##### GIVEN DATA

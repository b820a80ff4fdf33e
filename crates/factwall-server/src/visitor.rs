//! Visitor-facing page payloads and the public statistics aggregate.

use axum::{
  Json,
  extract::{State, rejection::JsonRejection},
};
use axum_extra::extract::CookieJar;
use factwall_core::{
  fact::{FactView, SessionId},
  stats::Stats,
  store::FactStore,
  validate::check_name,
};
use serde::{Deserialize, Serialize};
use serde_json::{Value, json};

use crate::{AppState, error::Error, facts::DEFAULT_FEED_LIMIT, session};

#[derive(Debug, Serialize)]
#[serde(rename_all = "camelCase")]
pub struct SessionInfo {
  pub session_id: SessionId,
  pub username:   Option<String>,
}

/// `GET /api/session`
pub async fn session<S>(
  State(state): State<AppState<S>>,
  jar: CookieJar,
) -> (CookieJar, Json<SessionInfo>)
where
  S: FactStore + Clone + 'static,
{
  let (jar, session_id) = session::get_or_create(jar, &state.config);
  let username = session::username(&jar);
  (jar, Json(SessionInfo { session_id, username }))
}

#[derive(Debug, Serialize)]
#[serde(rename_all = "camelCase")]
pub struct Feed {
  pub session_id:    SessionId,
  pub username:      Option<String>,
  pub initial_facts: Vec<FactView>,
}

/// `GET /api/feed`: everything the home page renders on first load.
pub async fn feed<S>(
  State(state): State<AppState<S>>,
  jar: CookieJar,
) -> Result<(CookieJar, Json<Feed>), Error>
where
  S: FactStore + Clone + 'static,
{
  let (jar, session_id) = session::get_or_create(jar, &state.config);
  let initial_facts = state
    .store
    .random_sample(DEFAULT_FEED_LIMIT, session_id.clone())
    .await
    .map_err(|e| Error::Store(Box::new(e)))?;
  let username = session::username(&jar);
  Ok((jar, Json(Feed { session_id, username, initial_facts })))
}

#[derive(Debug, Deserialize)]
pub struct UsernameBody {
  pub username: String,
}

/// `POST /api/username`: remember a display name in a readable cookie.
pub async fn set_username<S>(
  State(state): State<AppState<S>>,
  jar: CookieJar,
  body: Result<Json<UsernameBody>, JsonRejection>,
) -> Result<(CookieJar, Json<Value>), Error>
where
  S: FactStore + Clone + 'static,
{
  let Json(body) = body?;
  let name = check_name(&body.username)?;
  let jar = session::set_username(jar, name, &state.config);
  Ok((jar, Json(json!({ "success": true }))))
}

/// `GET /api/stats`
pub async fn stats<S>(State(state): State<AppState<S>>) -> Result<Json<Stats>, Error>
where
  S: FactStore + Clone + 'static,
{
  let stats = state
    .store
    .stats()
    .await
    .map_err(|e| Error::Store(Box::new(e)))?;
  Ok(Json(stats))
}
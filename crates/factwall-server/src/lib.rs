//! factwall HTTP server.
//!
//! Serves the JSON API under `/api`, optionally the built front-end from
//! `static_dir`, and stamps `Cache-Control` headers on every response.

pub mod admin;
pub mod cache;
pub mod error;
pub mod facts;
pub mod session;
pub mod visitor;

use std::{path::PathBuf, sync::Arc};

use axum::{
  Router, middleware,
  routing::{delete, get, post},
};
use factwall_core::store::FactStore;
use serde::Deserialize;
use tower_http::{services::ServeDir, trace::TraceLayer};

use crate::cache::ShellCaching;

// ─── Configuration ────────────────────────────────────────────────────────────

#[derive(Debug, Clone, Copy, Default, PartialEq, Eq, Deserialize)]
#[serde(rename_all = "lowercase")]
pub enum Environment {
  #[default]
  Development,
  Production,
}

/// Server configuration, loaded from TOML and `FACTWALL_*` variables.
#[derive(Clone, Deserialize)]
pub struct ServerConfig {
  #[serde(default = "default_host")]
  pub host:           String,
  #[serde(default = "default_port")]
  pub port:           u16,
  /// The parent directory is created at start-up if missing.
  #[serde(default = "default_database_path")]
  pub database_path:  PathBuf,
  pub admin_password: String,
  #[serde(default)]
  pub environment:    Environment,
  /// Built front-end assets, served for any path the API does not claim.
  #[serde(default)]
  pub static_dir:     Option<PathBuf>,
  /// Cache the app shell for this many seconds instead of forbidding storage.
  #[serde(default)]
  pub shell_max_age:  Option<u64>,
}

fn default_host() -> String { "127.0.0.1".to_string() }
fn default_port() -> u16 { 3000 }
fn default_database_path() -> PathBuf { PathBuf::from("./data/facts.db") }

impl ServerConfig {
  /// Cookies carry the `Secure` attribute only in production.
  pub fn secure_cookies(&self) -> bool { self.environment == Environment::Production }
}

// ─── Application state ────────────────────────────────────────────────────────

/// Shared state threaded through all axum handlers.
#[derive(Clone)]
pub struct AppState<S: FactStore> {
  pub store:  Arc<S>,
  pub config: Arc<ServerConfig>,
}

// ─── Router ───────────────────────────────────────────────────────────────────

/// Build the axum [`Router`] for the whole application.
pub fn router<S>(state: AppState<S>) -> Router
where
  S: FactStore + Clone + 'static,
{
  let shell = ShellCaching::from_max_age(state.config.shell_max_age);
  let static_dir = state.config.static_dir.clone();

  let api = Router::new()
    .route("/api/session",            get(visitor::session::<S>))
    .route("/api/feed",               get(visitor::feed::<S>))
    .route("/api/username",           post(visitor::set_username::<S>))
    .route("/api/stats",              get(visitor::stats::<S>))
    .route("/api/facts",              get(facts::random::<S>).post(facts::create::<S>))
    .route("/api/facts/top",          get(facts::top::<S>))
    .route("/api/facts/{id}",         get(facts::get_one::<S>))
    .route("/api/facts/{id}/vote",    post(facts::vote::<S>))
    .route("/api/admin/login",        post(admin::login::<S>))
    .route("/api/admin/logout",       post(admin::logout))
    .route("/api/admin/overview",     get(admin::overview::<S>))
    .route("/api/admin/stats",        get(admin::stats::<S>))
    .route("/api/admin/facts/{id}",   delete(admin::delete_fact::<S>))
    .route("/api/admin/users/{id}",   delete(admin::delete_user::<S>))
    .route("/api/admin/remap",        post(admin::remap::<S>))
    .with_state(state);

  let app = match static_dir {
    Some(dir) => api.fallback_service(ServeDir::new(dir)),
    None => api,
  };

  app
    .layer(middleware::from_fn_with_state(shell, cache::cache_headers))
    .layer(TraceLayer::new_for_http())
}
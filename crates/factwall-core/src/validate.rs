//! Validation of user-submitted text.
//!
//! Every check normalises its input first (trim, then collapse whitespace
//! runs to one space) and returns the normalised string on success. Lengths
//! are counted in Unicode scalar values.

use std::sync::LazyLock;

use regex::Regex;
use thiserror::Error;

pub const MIN_CONTENT_LEN: usize = 10;
pub const MAX_CONTENT_LEN: usize = 280;
pub const MIN_NAME_LEN: usize = 2;
pub const MAX_NAME_LEN: usize = 30;

/// A run of this many identical characters is rejected as spam.
pub const MAX_REPEAT_RUN: usize = 10;

const FORBIDDEN_NAME_CHARS: &[char] = &['<', '>', '{', '}', '[', ']', '\\', '/'];

static URL: LazyLock<Regex> =
  LazyLock::new(|| Regex::new(r"(?i)https?://\S+").expect("static regex"));

static HTML_TAG: LazyLock<Regex> =
  LazyLock::new(|| Regex::new(r"<[^>]*>").expect("static regex"));

/// Why a piece of text was rejected. The display strings are shown to users.
#[derive(Debug, Clone, Copy, PartialEq, Eq, Error)]
pub enum Rejection {
  #[error("content is required")]
  ContentMissing,
  #[error("content is too short (min. {} characters)", MIN_CONTENT_LEN)]
  ContentTooShort,
  #[error("content is too long (max. {} characters)", MAX_CONTENT_LEN)]
  ContentTooLong,
  #[error("URLs are not allowed")]
  ContainsUrl,
  #[error("HTML tags are not allowed")]
  ContainsHtml,
  #[error("too many repeated characters")]
  RepeatedCharacters,

  #[error("name is required")]
  NameMissing,
  #[error("name is too short (min. {} characters)", MIN_NAME_LEN)]
  NameTooShort,
  #[error("name is too long (max. {} characters)", MAX_NAME_LEN)]
  NameTooLong,
  #[error("name contains invalid characters")]
  NameInvalidCharacters,
}

/// Trim and collapse every internal whitespace run to a single space.
pub fn normalize(input: &str) -> String {
  input.split_whitespace().collect::<Vec<_>>().join(" ")
}

/// Check fact content. Rules run in order and the first failure wins.
pub fn check_content(raw: &str) -> Result<String, Rejection> {
  let text = normalize(raw);
  let len  = text.chars().count();

  if len == 0 {
    return Err(Rejection::ContentMissing);
  }
  if len < MIN_CONTENT_LEN {
    return Err(Rejection::ContentTooShort);
  }
  if len > MAX_CONTENT_LEN {
    return Err(Rejection::ContentTooLong);
  }
  if URL.is_match(&text) {
    return Err(Rejection::ContainsUrl);
  }
  if HTML_TAG.is_match(&text) {
    return Err(Rejection::ContainsHtml);
  }
  if longest_run(&text) >= MAX_REPEAT_RUN {
    return Err(Rejection::RepeatedCharacters);
  }
  Ok(text)
}

/// Check an author name or display name.
pub fn check_name(raw: &str) -> Result<String, Rejection> {
  let name = normalize(raw);
  let len  = name.chars().count();

  if len == 0 {
    return Err(Rejection::NameMissing);
  }
  if len < MIN_NAME_LEN {
    return Err(Rejection::NameTooShort);
  }
  if len > MAX_NAME_LEN {
    return Err(Rejection::NameTooLong);
  }
  if name.contains(FORBIDDEN_NAME_CHARS) {
    return Err(Rejection::NameInvalidCharacters);
  }
  Ok(name)
}

/// Length of the longest run of one repeated character.
fn longest_run(text: &str) -> usize {
  let mut longest = 0;
  let mut current = 0;
  let mut prev    = None;
  for c in text.chars() {
    current = if prev == Some(c) { current + 1 } else { 1 };
    longest = longest.max(current);
    prev = Some(c);
  }
  longest
}
//! Encoding and decoding helpers between domain types and SQLite columns.
//!
//! Timestamps are stored as integer milliseconds since the Unix epoch, UUIDs
//! as hyphenated lowercase strings, and vote types as `'up'` / `'down'`.
//!
//! Decoders run inside `tokio_rusqlite` closures, so failures are reported
//! as [`rusqlite::Error::FromSqlConversionFailure`] carrying the column index.

use chrono::{DateTime, NaiveDate, Utc};
use factwall_core::{
  fact::{Fact, FactView, SessionId},
  vote::VoteType,
};
use rusqlite::{Row, types::Type};
use uuid::Uuid;

/// Column list for a fact aliased as `f`, in [`fact_from_row`] order.
pub const FACT_COLUMNS: &str =
  "f.id, f.content, f.author_name, f.created_by_session, f.created_at, f.upvotes, f.downvotes";

/// Number of columns in [`FACT_COLUMNS`].
pub const FACT_WIDTH: usize = 7;

fn conversion_error<E>(idx: usize, ty: Type, err: E) -> rusqlite::Error
where
  E: std::error::Error + Send + Sync + 'static,
{
  rusqlite::Error::FromSqlConversionFailure(idx, ty, Box::new(err))
}

// ─── Uuid ─────────────────────────────────────────────────────────────────────

pub fn encode_uuid(id: Uuid) -> String { id.hyphenated().to_string() }

fn decode_uuid(idx: usize, s: &str) -> rusqlite::Result<Uuid> {
  Uuid::parse_str(s).map_err(|e| conversion_error(idx, Type::Text, e))
}

// ─── Timestamps ───────────────────────────────────────────────────────────────

pub fn encode_ms(dt: DateTime<Utc>) -> i64 { dt.timestamp_millis() }

pub fn decode_ms(idx: usize, ms: i64) -> rusqlite::Result<DateTime<Utc>> {
  DateTime::from_timestamp_millis(ms).ok_or(rusqlite::Error::IntegralValueOutOfRange(idx, ms))
}

/// Parse a `DATE(...)` result (`YYYY-MM-DD`).
pub fn decode_date(idx: usize, s: &str) -> rusqlite::Result<NaiveDate> {
  NaiveDate::parse_from_str(s, "%Y-%m-%d").map_err(|e| conversion_error(idx, Type::Text, e))
}

// ─── Vote types ───────────────────────────────────────────────────────────────

pub fn decode_vote_type(idx: usize, s: &str) -> rusqlite::Result<VoteType> {
  s.parse().map_err(|e| conversion_error(idx, Type::Text, e))
}

// ─── Counts ───────────────────────────────────────────────────────────────────

/// Read a non-negative aggregate; `NULL` (e.g. `SUM` over no rows) is zero.
pub fn count(row: &Row<'_>, idx: usize) -> rusqlite::Result<u64> {
  let n: Option<i64> = row.get(idx)?;
  let n = n.unwrap_or(0);
  u64::try_from(n).map_err(|_| rusqlite::Error::IntegralValueOutOfRange(idx, n))
}

// ─── Rows ─────────────────────────────────────────────────────────────────────

/// Decode the [`FACT_COLUMNS`] block starting at column `at`.
pub fn fact_from_row(row: &Row<'_>, at: usize) -> rusqlite::Result<Fact> {
  let id: String = row.get(at)?;
  let session: String = row.get(at + 3)?;
  Ok(Fact {
    id:                 decode_uuid(at, &id)?,
    content:            row.get(at + 1)?,
    author_name:        row.get(at + 2)?,
    created_by_session: SessionId::from(session),
    created_at:         decode_ms(at + 4, row.get(at + 4)?)?,
    upvotes:            row.get(at + 5)?,
    downvotes:          row.get(at + 6)?,
  })
}

/// Decode [`FACT_COLUMNS`] followed by the viewer's nullable `vote_type`.
pub fn view_from_row(row: &Row<'_>) -> rusqlite::Result<FactView> {
  let fact = fact_from_row(row, 0)?;
  let vote: Option<String> = row.get(FACT_WIDTH)?;
  let user_vote = vote
    .map(|v| decode_vote_type(FACT_WIDTH, &v))
    .transpose()?;
  Ok(FactView { fact, user_vote })
}
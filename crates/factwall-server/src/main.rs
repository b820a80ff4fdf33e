//! factwall server binary.
//!
//! Reads `factwall.toml` (or the path given with `--config`) layered under
//! `FACTWALL_*` environment variables, opens the SQLite store, and serves
//! the app over HTTP.

use std::{path::PathBuf, sync::Arc};

use anyhow::Context as _;
use clap::Parser;
use factwall_server::{AppState, ServerConfig};
use factwall_store_sqlite::SqliteStore;
use tokio::net::TcpListener;
use tracing::level_filters::LevelFilter;
use tracing_subscriber::EnvFilter;

#[derive(Parser)]
#[command(author, version, about = "factwall server")]
struct Cli {
  /// Path to the TOML configuration file.
  #[arg(short, long, default_value = "factwall.toml")]
  config: PathBuf,

  /// Override the bind address.
  #[arg(long)]
  host: Option<String>,

  /// Override the bind port.
  #[arg(short, long)]
  port: Option<u16>,
}

#[tokio::main]
async fn main() -> anyhow::Result<()> {
  tracing_subscriber::fmt()
    .with_env_filter(
      EnvFilter::builder()
        .with_default_directive(LevelFilter::INFO.into())
        .from_env_lossy(),
    )
    .init();

  let cli = Cli::parse();

  let settings = config::Config::builder()
    .add_source(config::File::from(cli.config).required(false))
    .add_source(config::Environment::with_prefix("FACTWALL"))
    .build()
    .context("failed to read configuration")?;

  let mut server_cfg: ServerConfig = settings
    .try_deserialize()
    .context("failed to deserialise ServerConfig (is admin_password set?)")?;
  if let Some(host) = cli.host {
    server_cfg.host = host;
  }
  if let Some(port) = cli.port {
    server_cfg.port = port;
  }

  if let Some(dir) = server_cfg.database_path.parent()
    && !dir.as_os_str().is_empty()
  {
    std::fs::create_dir_all(dir)
      .with_context(|| format!("failed to create database directory {dir:?}"))?;
  }

  let store = SqliteStore::open(&server_cfg.database_path)
    .await
    .with_context(|| format!("failed to open store at {:?}", server_cfg.database_path))?;
  tracing::info!(path = ?server_cfg.database_path, "database ready");

  let address = format!("{}:{}", server_cfg.host, server_cfg.port);
  let state = AppState {
    store:  Arc::new(store),
    config: Arc::new(server_cfg),
  };
  let app = factwall_server::router(state);

  tracing::info!("Listening on http://{address}");
  let listener = TcpListener::bind(&address)
    .await
    .with_context(|| format!("failed to bind {address}"))?;

  axum::serve(listener, app).await.context("server error")?;

  Ok(())
}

##########

**WHAT NEEDS TO BE DONE**
There is a run of lines above from the one with "app over HTTP." to the one with "let cli = Cli::parse();"; print exactly that run, both ends included, and nothing else.

**TASK ANSWER**
//! the app over HTTP.

use std::{path::PathBuf, sync::Arc};

use anyhow::Context as _;
use clap::Parser;
use factwall_server::{AppState, ServerConfig};
use factwall_store_sqlite::SqliteStore;
use tokio::net::TcpListener;
use tracing::level_filters::LevelFilter;
use tracing_subscriber::EnvFilter;

#[derive(Parser)]
#[command(author, version, about = "factwall server")]
struct Cli {
  /// Path to the TOML configuration file.
  #[arg(short, long, default_value = "factwall.toml")]
  config: PathBuf,

  /// Override the bind address.
  #[arg(long)]
  host: Option<String>,

  /// Override the bind port.
  #[arg(short, long)]
  port: Option<u16>,
}

#[tokio::main]
async fn main() -> anyhow::Result<()> {
  tracing_subscriber::fmt()
    .with_env_filter(
      EnvFilter::builder()
        .with_default_directive(LevelFilter::INFO.into())
        .from_env_lossy(),
    )
    .init();

  let cli = Cli::parse();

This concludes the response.